- [WHAT YOU WILL DO]: In the records below, find the line that contains "pub fn new(forum_id: i32, page_url: impl" and the line that contains "the page URL.", then retype exactly those two lines and every line between them.

- [THE RECORDS]:

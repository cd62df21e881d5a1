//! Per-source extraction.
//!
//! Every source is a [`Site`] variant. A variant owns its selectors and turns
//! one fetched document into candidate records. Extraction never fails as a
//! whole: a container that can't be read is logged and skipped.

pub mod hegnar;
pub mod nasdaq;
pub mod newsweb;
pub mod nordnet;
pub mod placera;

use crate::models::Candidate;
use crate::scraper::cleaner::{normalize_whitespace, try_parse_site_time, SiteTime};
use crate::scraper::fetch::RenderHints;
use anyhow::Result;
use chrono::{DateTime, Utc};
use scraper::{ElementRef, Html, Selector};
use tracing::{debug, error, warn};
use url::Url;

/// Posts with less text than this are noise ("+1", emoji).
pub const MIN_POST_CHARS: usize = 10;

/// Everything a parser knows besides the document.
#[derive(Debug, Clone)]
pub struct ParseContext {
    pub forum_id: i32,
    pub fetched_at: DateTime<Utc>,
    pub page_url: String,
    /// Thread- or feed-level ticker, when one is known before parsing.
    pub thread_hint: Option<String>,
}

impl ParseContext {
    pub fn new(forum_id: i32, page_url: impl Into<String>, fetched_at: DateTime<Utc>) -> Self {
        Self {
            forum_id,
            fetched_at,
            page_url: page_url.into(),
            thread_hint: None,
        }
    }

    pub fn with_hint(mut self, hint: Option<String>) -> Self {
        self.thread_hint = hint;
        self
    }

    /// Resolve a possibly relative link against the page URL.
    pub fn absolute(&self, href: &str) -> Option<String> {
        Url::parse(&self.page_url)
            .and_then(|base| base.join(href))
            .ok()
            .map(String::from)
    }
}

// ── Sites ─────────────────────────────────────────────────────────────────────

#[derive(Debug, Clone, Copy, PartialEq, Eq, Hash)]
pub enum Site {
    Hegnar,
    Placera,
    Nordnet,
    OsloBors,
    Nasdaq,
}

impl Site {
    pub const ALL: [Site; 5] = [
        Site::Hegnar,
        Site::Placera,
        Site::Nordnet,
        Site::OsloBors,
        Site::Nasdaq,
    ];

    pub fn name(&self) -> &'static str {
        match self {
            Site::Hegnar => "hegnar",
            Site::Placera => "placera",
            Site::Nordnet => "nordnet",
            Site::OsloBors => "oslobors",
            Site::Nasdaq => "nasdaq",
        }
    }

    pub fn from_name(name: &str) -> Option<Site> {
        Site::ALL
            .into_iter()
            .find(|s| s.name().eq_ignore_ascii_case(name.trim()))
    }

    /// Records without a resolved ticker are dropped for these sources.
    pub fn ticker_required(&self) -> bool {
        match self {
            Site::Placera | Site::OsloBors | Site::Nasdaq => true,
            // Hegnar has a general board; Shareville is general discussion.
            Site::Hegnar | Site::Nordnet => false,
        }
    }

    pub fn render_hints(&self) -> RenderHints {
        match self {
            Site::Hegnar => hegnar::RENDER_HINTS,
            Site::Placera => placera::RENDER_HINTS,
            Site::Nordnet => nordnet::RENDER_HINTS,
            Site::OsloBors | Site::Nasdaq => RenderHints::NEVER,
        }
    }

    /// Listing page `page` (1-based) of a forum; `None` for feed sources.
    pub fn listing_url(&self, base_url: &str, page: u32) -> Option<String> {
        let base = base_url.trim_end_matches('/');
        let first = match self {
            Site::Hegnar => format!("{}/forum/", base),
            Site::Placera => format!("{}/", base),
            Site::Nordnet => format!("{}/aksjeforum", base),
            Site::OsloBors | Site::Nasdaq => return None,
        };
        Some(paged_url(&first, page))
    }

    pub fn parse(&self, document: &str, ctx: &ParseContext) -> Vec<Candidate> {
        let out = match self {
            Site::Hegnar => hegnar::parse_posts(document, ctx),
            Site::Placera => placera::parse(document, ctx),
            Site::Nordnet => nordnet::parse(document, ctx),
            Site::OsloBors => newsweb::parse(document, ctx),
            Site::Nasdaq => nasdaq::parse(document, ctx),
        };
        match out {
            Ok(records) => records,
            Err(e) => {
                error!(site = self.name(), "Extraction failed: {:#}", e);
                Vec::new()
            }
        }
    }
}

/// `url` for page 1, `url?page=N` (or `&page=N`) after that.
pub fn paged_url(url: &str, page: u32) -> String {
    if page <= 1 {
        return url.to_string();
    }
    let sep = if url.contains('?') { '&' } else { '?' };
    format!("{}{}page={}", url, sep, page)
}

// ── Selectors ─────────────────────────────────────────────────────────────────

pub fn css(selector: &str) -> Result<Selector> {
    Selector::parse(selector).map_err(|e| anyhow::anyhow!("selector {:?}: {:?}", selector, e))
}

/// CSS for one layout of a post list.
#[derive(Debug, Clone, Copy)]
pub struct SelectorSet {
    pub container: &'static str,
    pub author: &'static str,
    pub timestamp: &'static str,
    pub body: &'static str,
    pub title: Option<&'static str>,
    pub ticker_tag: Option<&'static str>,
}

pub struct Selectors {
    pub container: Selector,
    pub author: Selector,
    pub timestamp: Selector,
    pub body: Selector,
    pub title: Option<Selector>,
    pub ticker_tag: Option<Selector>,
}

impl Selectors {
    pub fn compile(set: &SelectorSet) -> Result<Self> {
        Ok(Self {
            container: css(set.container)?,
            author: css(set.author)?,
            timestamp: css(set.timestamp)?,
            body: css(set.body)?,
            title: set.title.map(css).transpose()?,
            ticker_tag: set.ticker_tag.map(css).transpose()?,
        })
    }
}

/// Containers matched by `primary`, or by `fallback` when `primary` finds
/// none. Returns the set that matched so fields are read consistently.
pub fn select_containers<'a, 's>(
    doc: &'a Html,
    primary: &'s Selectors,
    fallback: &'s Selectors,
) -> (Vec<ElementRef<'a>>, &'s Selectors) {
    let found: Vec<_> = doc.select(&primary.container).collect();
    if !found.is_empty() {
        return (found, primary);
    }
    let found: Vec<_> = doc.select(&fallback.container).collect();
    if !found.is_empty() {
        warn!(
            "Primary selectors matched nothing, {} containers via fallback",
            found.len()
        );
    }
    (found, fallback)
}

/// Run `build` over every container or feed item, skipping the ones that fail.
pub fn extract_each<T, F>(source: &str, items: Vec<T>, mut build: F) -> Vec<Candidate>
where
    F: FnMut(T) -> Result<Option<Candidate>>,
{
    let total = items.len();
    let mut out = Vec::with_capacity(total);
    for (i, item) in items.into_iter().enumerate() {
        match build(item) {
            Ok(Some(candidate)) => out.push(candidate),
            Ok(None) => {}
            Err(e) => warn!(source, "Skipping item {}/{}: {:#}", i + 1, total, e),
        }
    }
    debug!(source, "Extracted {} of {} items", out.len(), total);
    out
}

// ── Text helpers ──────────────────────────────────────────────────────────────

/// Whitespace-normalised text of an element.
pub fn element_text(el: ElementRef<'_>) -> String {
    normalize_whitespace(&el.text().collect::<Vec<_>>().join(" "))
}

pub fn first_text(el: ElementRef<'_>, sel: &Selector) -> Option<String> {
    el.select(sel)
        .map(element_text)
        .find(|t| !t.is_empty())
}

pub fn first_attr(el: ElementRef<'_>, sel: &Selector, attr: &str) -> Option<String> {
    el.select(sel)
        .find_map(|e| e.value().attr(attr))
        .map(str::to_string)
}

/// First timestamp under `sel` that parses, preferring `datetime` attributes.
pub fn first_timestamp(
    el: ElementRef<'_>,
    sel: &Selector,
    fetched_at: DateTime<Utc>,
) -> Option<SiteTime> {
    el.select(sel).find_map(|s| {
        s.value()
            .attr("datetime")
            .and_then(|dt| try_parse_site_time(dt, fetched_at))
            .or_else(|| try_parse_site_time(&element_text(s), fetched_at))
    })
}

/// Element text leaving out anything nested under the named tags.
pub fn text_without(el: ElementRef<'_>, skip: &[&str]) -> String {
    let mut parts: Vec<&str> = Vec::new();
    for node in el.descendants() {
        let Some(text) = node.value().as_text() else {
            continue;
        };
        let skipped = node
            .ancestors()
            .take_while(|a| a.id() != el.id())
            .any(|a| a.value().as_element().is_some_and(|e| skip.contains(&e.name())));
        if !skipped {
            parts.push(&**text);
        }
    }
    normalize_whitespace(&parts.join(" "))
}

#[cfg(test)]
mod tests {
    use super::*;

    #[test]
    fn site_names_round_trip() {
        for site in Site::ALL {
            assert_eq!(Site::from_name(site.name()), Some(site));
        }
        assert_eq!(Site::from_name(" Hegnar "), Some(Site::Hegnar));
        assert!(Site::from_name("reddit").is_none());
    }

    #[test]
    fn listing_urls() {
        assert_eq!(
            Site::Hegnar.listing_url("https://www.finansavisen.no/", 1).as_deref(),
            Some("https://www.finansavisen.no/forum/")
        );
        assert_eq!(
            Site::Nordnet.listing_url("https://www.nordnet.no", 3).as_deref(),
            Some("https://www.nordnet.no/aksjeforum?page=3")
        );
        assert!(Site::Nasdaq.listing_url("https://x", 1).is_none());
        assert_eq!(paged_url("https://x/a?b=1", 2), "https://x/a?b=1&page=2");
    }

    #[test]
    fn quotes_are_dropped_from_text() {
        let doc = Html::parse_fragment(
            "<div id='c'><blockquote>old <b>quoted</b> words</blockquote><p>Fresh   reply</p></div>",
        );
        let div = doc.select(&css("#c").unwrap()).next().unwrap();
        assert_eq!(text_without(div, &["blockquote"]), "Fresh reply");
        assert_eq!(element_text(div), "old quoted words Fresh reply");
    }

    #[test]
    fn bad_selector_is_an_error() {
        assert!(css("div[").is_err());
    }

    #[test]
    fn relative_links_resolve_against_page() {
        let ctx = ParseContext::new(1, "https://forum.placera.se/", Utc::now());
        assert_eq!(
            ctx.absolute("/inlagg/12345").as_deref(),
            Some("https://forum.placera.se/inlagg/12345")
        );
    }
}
==
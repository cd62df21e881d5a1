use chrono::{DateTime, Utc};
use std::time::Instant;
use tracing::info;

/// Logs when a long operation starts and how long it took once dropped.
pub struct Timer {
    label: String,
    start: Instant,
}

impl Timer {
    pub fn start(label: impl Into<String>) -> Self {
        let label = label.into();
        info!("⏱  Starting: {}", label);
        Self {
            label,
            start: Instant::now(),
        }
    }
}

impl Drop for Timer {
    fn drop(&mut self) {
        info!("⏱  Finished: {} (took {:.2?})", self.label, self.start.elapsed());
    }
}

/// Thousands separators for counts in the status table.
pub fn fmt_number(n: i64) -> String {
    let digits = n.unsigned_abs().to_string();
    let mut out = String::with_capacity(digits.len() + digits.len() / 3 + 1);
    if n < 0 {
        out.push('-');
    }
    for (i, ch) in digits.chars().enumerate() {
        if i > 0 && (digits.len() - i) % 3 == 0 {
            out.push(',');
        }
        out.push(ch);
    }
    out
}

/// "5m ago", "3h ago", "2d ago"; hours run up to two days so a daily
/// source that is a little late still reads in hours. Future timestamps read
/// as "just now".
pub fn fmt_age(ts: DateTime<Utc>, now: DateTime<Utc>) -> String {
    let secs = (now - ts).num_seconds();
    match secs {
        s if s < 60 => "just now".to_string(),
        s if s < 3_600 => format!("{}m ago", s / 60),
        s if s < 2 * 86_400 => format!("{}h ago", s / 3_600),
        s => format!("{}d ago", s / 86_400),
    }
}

- [EXERCISE OUTPUT]:
    pub fn new(forum_id: i32, page_url: impl Into<String>, fetched_at: DateTime<Utc>) -> Self {
        Self {
            forum_id,
            fetched_at,
            page_url: page_url.into(),
            thread_hint: None,
        }
    }

    pub fn with_hint(mut self, hint: Option<String>) -> Self {
        self.thread_hint = hint;
        self
    }

    /// Resolve a possibly relative link against the page URL.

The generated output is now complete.